En 1994, el infierno llegó a la montaña. Una empresa comenzó la tala rasa a pocos kilómetros al sur. El ruido de las motosierras llenó el valle. August llegó a la cabaña con un semblante que nunca había visto: derrotado. Me miró con juicio, viéndome no como Ernesto, sino como un representante de la especie humana que estaba destruyendo su hogar. Luego, desapareció por ocho meses.

😥 El Luto Compartido: La Tristeza por un Mundo en Decadencia
Regresó en marzo de 1995. Estaba más delgado y envejecido. August me miró con ojos tristes, tocó el bosque, se tocó a sí mismo y me señaló: Uno. Solo. El mismo. Ambos estábamos viendo cómo nuestro mundo desaparecía. Me guió a la zona de tala rasa, un páramo de tocones y barro. Señaló un viejo cedro que se había salvado por unos metros, y luego un tocón del mismo tamaño. August se sentó en el barro de la devastación, con la cabeza entre las manos. Estaba de luto. Lección 10: Medimos el valor por lo que podemos extraer y consumir, no por el valor intrínseco de la existencia. Me senté a su lado, y compartimos la pena por todo lo perdido.

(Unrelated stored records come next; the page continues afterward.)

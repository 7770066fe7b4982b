//! Broker-level error types shared across the device flow, session cache, and chat issuer.

// self
use crate::{_prelude::*, obs::FlowKind};

/// Broker-wide result type alias returning [`Error`] by default.
pub type Result<T, E = Error> = std::result::Result<T, E>;

type BoxError = Box<dyn std::error::Error + Send + Sync>;

/// Canonical broker error exposed by public APIs.
///
/// Every variant is a typed outcome the caller can act on (retry, re-authenticate, or report);
/// none of them is fatal to the hosting process.
#[derive(Debug, ThisError)]
pub enum Error {
	/// Local configuration problem.
	#[error(transparent)]
	Config(#[from] ConfigError),
	/// Transport failure (network, unexpected status, or malformed payload).
	#[error(transparent)]
	Transport(#[from] TransportError),

	/// The device code lapsed before the user approved it; restart from device authorization.
	#[error("Device code expired before authorization completed.")]
	ExpiredDeviceCode,
	/// The provider ended the device flow with a terminal error (e.g. `access_denied`).
	#[error("Provider denied the device authorization: {code}.")]
	AuthorizationDenied {
		/// Provider-supplied OAuth `error` code.
		code: String,
		/// Provider-supplied `error_description`, when present.
		description: Option<String>,
		/// Provider-supplied `error_uri`, when present.
		uri: Option<String>,
	},
	/// The session token endpoint rejected the primary credential.
	#[error("Session token exchange failed with HTTP {status}.")]
	TokenExchangeFailed {
		/// HTTP status code returned by the exchange endpoint.
		status: u16,
		/// Response body kept for diagnostics.
		body: String,
		/// Back-off requested through `Retry-After`, when the transport reported one.
		retry_after: Option<Duration>,
	},
	/// The chat completion endpoint returned a non-success status.
	#[error("Completion request failed with HTTP {status}.")]
	CompletionRequestFailed {
		/// HTTP status code returned by the completion endpoint.
		status: u16,
		/// Response body kept for diagnostics.
		body: String,
		/// Back-off requested through `Retry-After`, when the transport reported one.
		retry_after: Option<Duration>,
	},
}
impl Error {
	/// Returns `true` when the caller must restart from device authorization.
	pub fn requires_new_device_code(&self) -> bool {
		matches!(self, Self::ExpiredDeviceCode | Self::AuthorizationDenied { .. })
	}

	/// Returns `true` when the primary credential should be considered revoked.
	pub fn is_unauthorized(&self) -> bool {
		matches!(self, Self::TokenExchangeFailed { status: 401 | 403, .. })
	}

	/// Back-off the provider asked for before the next exchange or completion attempt.
	pub fn retry_after(&self) -> Option<Duration> {
		match self {
			Self::TokenExchangeFailed { retry_after, .. }
			| Self::CompletionRequestFailed { retry_after, .. } => *retry_after,
			_ => None,
		}
	}
}

/// Configuration and request-construction failures raised by the broker.
#[derive(Debug, ThisError)]
pub enum ConfigError {
	/// HTTP client could not be constructed.
	#[error("HTTP client could not be constructed.")]
	HttpClientBuild {
		/// Underlying transport builder failure.
		#[source]
		source: BoxError,
	},
	/// HTTP request construction failed.
	#[error(transparent)]
	HttpRequest(#[from] oauth2::http::Error),
	/// A header value could not be encoded.
	#[error("Header `{name}` has an invalid value.")]
	InvalidHeader {
		/// Header name.
		name: &'static str,
		/// Underlying encoding failure.
		#[source]
		source: oauth2::http::header::InvalidHeaderValue,
	},
	/// Request payload could not be serialized.
	#[error("Request payload could not be serialized.")]
	EncodeRequest(#[from] serde_json::Error),
	/// Device-flow polling needs a sleeper and none is configured.
	#[error("No sleeper is configured; enable the `tokio` feature or call `Broker::with_sleeper`.")]
	MissingSleeper,
}
impl ConfigError {
	/// Wraps a transport's builder failure inside [`ConfigError`].
	pub fn http_client_build(src: impl 'static + Send + Sync + std::error::Error) -> Self {
		Self::HttpClientBuild { source: Box::new(src) }
	}
}
#[cfg(feature = "reqwest")]
impl From<ReqwestError> for ConfigError {
	fn from(e: ReqwestError) -> Self {
		Self::http_client_build(e)
	}
}

/// Transport-level failures (network, IO, unexpected responses). Never retried internally.
#[derive(Debug, ThisError)]
pub enum TransportError {
	/// Underlying HTTP client reported a network failure.
	#[error("Network error occurred while calling the {flow} endpoint.")]
	Network {
		/// Flow whose endpoint was being called.
		flow: FlowKind,
		/// Transport-specific network error.
		#[source]
		source: BoxError,
	},
	/// Underlying IO failure surfaced during transport.
	#[error("I/O error occurred while calling a provider endpoint.")]
	Io(#[from] std::io::Error),
	/// Endpoint answered with a status the flow does not understand.
	#[error("The {flow} endpoint returned HTTP {status}.")]
	UnexpectedStatus {
		/// Flow whose endpoint was being called.
		flow: FlowKind,
		/// HTTP status code.
		status: u16,
		/// Response body kept for diagnostics.
		body: String,
	},
	/// Endpoint responded with JSON that could not be decoded.
	#[error("The {flow} endpoint returned malformed JSON.")]
	MalformedResponse {
		/// Flow whose endpoint was being called.
		flow: FlowKind,
		/// HTTP status code.
		status: u16,
		/// Structured parsing failure.
		#[source]
		source: serde_path_to_error::Error<serde_json::Error>,
	},
	/// Endpoint responded with JSON that decodes but violates the protocol.
	#[error("The {flow} endpoint returned an unusable payload: {reason}.")]
	InvalidPayload {
		/// Flow whose endpoint was being called.
		flow: FlowKind,
		/// HTTP status code.
		status: u16,
		/// What was missing or ambiguous.
		reason: &'static str,
	},
}
impl TransportError {
	/// Wraps a transport-specific network error.
	pub fn network(flow: FlowKind, src: impl 'static + Send + Sync + std::error::Error) -> Self {
		Self::Network { flow, source: Box::new(src) }
	}

	/// HTTP status attached to the failure, when a response was received.
	pub fn status(&self) -> Option<u16> {
		match self {
			Self::UnexpectedStatus { status, .. }
			| Self::MalformedResponse { status, .. }
			| Self::InvalidPayload { status, .. } => Some(*status),
			Self::Network { .. } | Self::Io(_) => None,
		}
	}
}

Nuestros encuentros se volvieron de compañerismo puro. En 1996, tuve un susto de salud, un infarto leve. Cuando volví a la cabaña, August me estaba esperando. Me examinó con cuidado, tocó mi pecho y luego se acostó en el porche para que yo pudiera apoyarme en su cuerpo, usando su calor y respiración para tranquilizarme. Lección 11: El mayor regalo que podemos ofrecer es la simple presencia. No soluciones, no sabiduría, solo la voluntad de estar ahí, de ser testigo.

En septiembre de 1997, August me entregó un mechón de su propio pelo, cuidadosamente trenzado. Un recuerdo. Un testimonio.

La última vez que lo vi fue el 15 de marzo de 1998, exactamente 25 años después de nuestro primer encuentro. Estaba demacrado, pero vino a despedirse. Vimos un último amanecer juntos. August tomó mi mano con ambas palmas, y nos sentamos así. Luego, se puso de pie, se volteó hacia el límite del bosque, me dirigió un gesto que no era un saludo, sino una bendición final, y desapareció. Nunca más lo volví a ver.

Me mudé del monte en 2003, forzado por mi salud, de vuelta a la civilización. La cabaña y la tierra están ahora bajo un fideicomiso, protegidas. La gente me pregunta por qué cuento esto ahora. Estaba procesando. Estaba entendiendo el mensaje de August: Hemos elegido la autodestrucción, la avaricia y el aislamiento. Pero somos capaces de cambiar, si estamos dispuestos a ser silenciosos y humildes ante lo que no entendemos.

August no odiaba a los humanos; deseaba que fuéramos mejores. Más conectados. El mechón de pelo sigue en mi mesita de noche. A veces lo toco y recuerdo. Recuerdo estar sentado en el bosque con algo imposible, siendo visto por unos ojos sin juicio, solo curiosidad y esperanza. Si te llevas algo de esta historia, que sea esto: Disminuye la velocidad. Mira a tu alrededor. Conéctate con lo diferente. Y si alguna vez estás en la Sierra Gorda, sé respetuoso.

El mayor misterio no es si August existe. Es por qué nosotros, con toda nuestra inteligencia, estamos tan empeñados en destruir el único hogar que hemos conocido. A mis 97 años, todavía no tengo la respuesta.